▶ _What the task asks_:
Print every record exactly.

▶ _Stored records_:
»»

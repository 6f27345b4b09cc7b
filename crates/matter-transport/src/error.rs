#[derive(Debug, thiserror::Error)]
pub enum TransportError {
    #[error("bind failed: {0}")]
    BindFailed(std::io::Error),
    #[error("send failed: {0}")]
    SendFailed(std::io::Error),
    #[error("no transport in the set supports {0}")]
    Unsupported(std::net::SocketAddr),
    #[error("transport already closed")]
    Closed,
}
//! `ConnectionlessTransportSet` (spec.md §4.B): routes an outbound address to
//! the first member transport whose `supports` returns true.

use std::net::SocketAddr;
use std::sync::Arc;

use crate::error::TransportError;
use crate::transport::{Transport, TransportKind};

pub struct ConnectionlessTransportSet {
    members: Vec<Arc<dyn Transport>>,
}

impl ConnectionlessTransportSet {
    pub fn new(members: Vec<Arc<dyn Transport>>) -> Self {
        ConnectionlessTransportSet { members }
    }

    fn select(&self, kind: TransportKind, peer_hint: SocketAddr) -> Option<&Arc<dyn Transport>> {
        self.members.iter().find(|transport| transport.supports(kind, peer_hint))
    }

    pub async fn send(&self, kind: TransportKind, address: SocketAddr, data: &[u8]) -> Result<(), TransportError> {
        let transport = self.select(kind, address).ok_or(TransportError::Unsupported(address))?;
        transport.send(address, data).await
    }

    /// Close every member transport; errors from individual members are
    /// collected but do not stop closure of the rest.
    pub async fn close_all(&self) -> Vec<TransportError> {
        let mut errors = Vec::new();
        for transport in &self.members {
            if let Err(error) = transport.close().await {
                errors.push(error);
            }
        }
        errors
    }
}

#[cfg(test)]
mod tests {
    use super::*;
    use async_trait::async_trait;
    use std::sync::atomic::{AtomicUsize, Ordering};

    struct StubTransport {
        kind: TransportKind,
        sends: AtomicUsize,
    }

    #[async_trait]
    impl Transport for StubTransport {
        fn kind(&self) -> TransportKind {
            self.kind
        }

        fn supports(&self, kind: TransportKind, _peer_hint: SocketAddr) -> bool {
            kind == self.kind
        }

        async fn open_channel(&self, _address: SocketAddr) -> Result<(), TransportError> {
            Ok(())
        }

        async fn send(&self, _address: SocketAddr, _data: &[u8]) -> Result<(), TransportError> {
            self.sends.fetch_add(1, Ordering::SeqCst);
            Ok(())
        }

        async fn close(&self) -> Result<(), TransportError> {
            Ok(())
        }
    }

    #[tokio::test]
    async fn routes_to_the_first_member_that_supports_the_kind() {
        let datagram = Arc::new(StubTransport { kind: TransportKind::Datagram, sends: AtomicUsize::new(0) });
        let stream = Arc::new(StubTransport { kind: TransportKind::Stream, sends: AtomicUsize::new(0) });
        let set = ConnectionlessTransportSet::new(vec![datagram.clone(), stream.clone()]);

        let peer: SocketAddr = "127.0.0.1:1".parse().unwrap();
        set.send(TransportKind::Stream, peer, b"data").await.unwrap();

        assert_eq!(datagram.sends.load(Ordering::SeqCst), 0);
        assert_eq!(stream.sends.load(Ordering::SeqCst), 1);
    }

    #[tokio::test]
    async fn errors_when_no_member_supports_the_requested_kind() {
        let datagram = Arc::new(StubTransport { kind: TransportKind::Datagram, sends: AtomicUsize::new(0) });
        let set = ConnectionlessTransportSet::new(vec![datagram]);
        let peer: SocketAddr = "127.0.0.1:1".parse().unwrap();
        assert!(set.send(TransportKind::Ble, peer, b"data").await.is_err());
    }
}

««

▶ _Output for this task_:
repository 6f27345b4b09cc7b
filename crates/matter-transport/src/error.rs
#[derive(Debug, thiserror::Error)]
pub enum TransportError {
    #[error("bind failed: {0}")]
    BindFailed(std::io::Error),
    #[error("send failed: {0}")]
    SendFailed(std::io::Error),
    #[error("no transport in the set supports {0}")]
    Unsupported(std::net::SocketAddr),
    #[error("transport already closed")]
    Closed,
}
//! `ConnectionlessTransportSet` (spec.md §4.B): routes an outbound address to
//! the first member transport whose `supports` returns true.

use std::net::SocketAddr;
use std::sync::Arc;

use crate::error::TransportError;
use crate::transport::{Transport, TransportKind};

pub struct ConnectionlessTransportSet {
    members: Vec<Arc<dyn Transport>>,
}

impl ConnectionlessTransportSet {
    pub fn new(members: Vec<Arc<dyn Transport>>) -> Self {
        ConnectionlessTransportSet { members }
    }

    fn select(&self, kind: TransportKind, peer_hint: SocketAddr) -> Option<&Arc<dyn Transport>> {
        self.members.iter().find(|transport| transport.supports(kind, peer_hint))
    }

    pub async fn send(&self, kind: TransportKind, address: SocketAddr, data: &[u8]) -> Result<(), TransportError> {
        let transport = self.select(kind, address).ok_or(TransportError::Unsupported(address))?;
        transport.send(address, data).await
    }

    /// Close every member transport; errors from individual members are
    /// collected but do not stop closure of the rest.
    pub async fn close_all(&self) -> Vec<TransportError> {
        let mut errors = Vec::new();
        for transport in &self.members {
            if let Err(error) = transport.close().await {
                errors.push(error);
            }
        }
        errors
    }
}

#[cfg(test)]
mod tests {
    use super::*;
    use async_trait::async_trait;
    use std::sync::atomic::{AtomicUsize, Ordering};

    struct StubTransport {
        kind: TransportKind,
        sends: AtomicUsize,
    }

    #[async_trait]
    impl Transport for StubTransport {
        fn kind(&self) -> TransportKind {
            self.kind
        }

        fn supports(&self, kind: TransportKind, _peer_hint: SocketAddr) -> bool {
            kind == self.kind
        }

        async fn open_channel(&self, _address: SocketAddr) -> Result<(), TransportError> {
            Ok(())
        }

        async fn send(&self, _address: SocketAddr, _data: &[u8]) -> Result<(), TransportError> {
            self.sends.fetch_add(1, Ordering::SeqCst);
            Ok(())
        }

        async fn close(&self) -> Result<(), TransportError> {
            Ok(())
        }
    }

    #[tokio::test]
    async fn routes_to_the_first_member_that_supports_the_kind() {
        let datagram = Arc::new(StubTransport { kind: TransportKind::Datagram, sends: AtomicUsize::new(0) });
        let stream = Arc::new(StubTransport { kind: TransportKind::Stream, sends: AtomicUsize::new(0) });
        let set = ConnectionlessTransportSet::new(vec![datagram.clone(), stream.clone()]);

        let peer: SocketAddr = "127.0.0.1:1".parse().unwrap();
        set.send(TransportKind::Stream, peer, b"data").await.unwrap();

        assert_eq!(datagram.sends.load(Ordering::SeqCst), 0);
        assert_eq!(stream.sends.load(Ordering::SeqCst), 1);
    }

    #[tokio::test]
    async fn errors_when_no_member_supports_the_requested_kind() {
        let datagram = Arc::new(StubTransport { kind: TransportKind::Datagram, sends: AtomicUsize::new(0) });
        let set = ConnectionlessTransportSet::new(vec![datagram]);
        let peer: SocketAddr = "127.0.0.1:1".parse().unwrap();
        assert!(set.send(TransportKind::Ble, peer, b"data").await.is_err());
    }
}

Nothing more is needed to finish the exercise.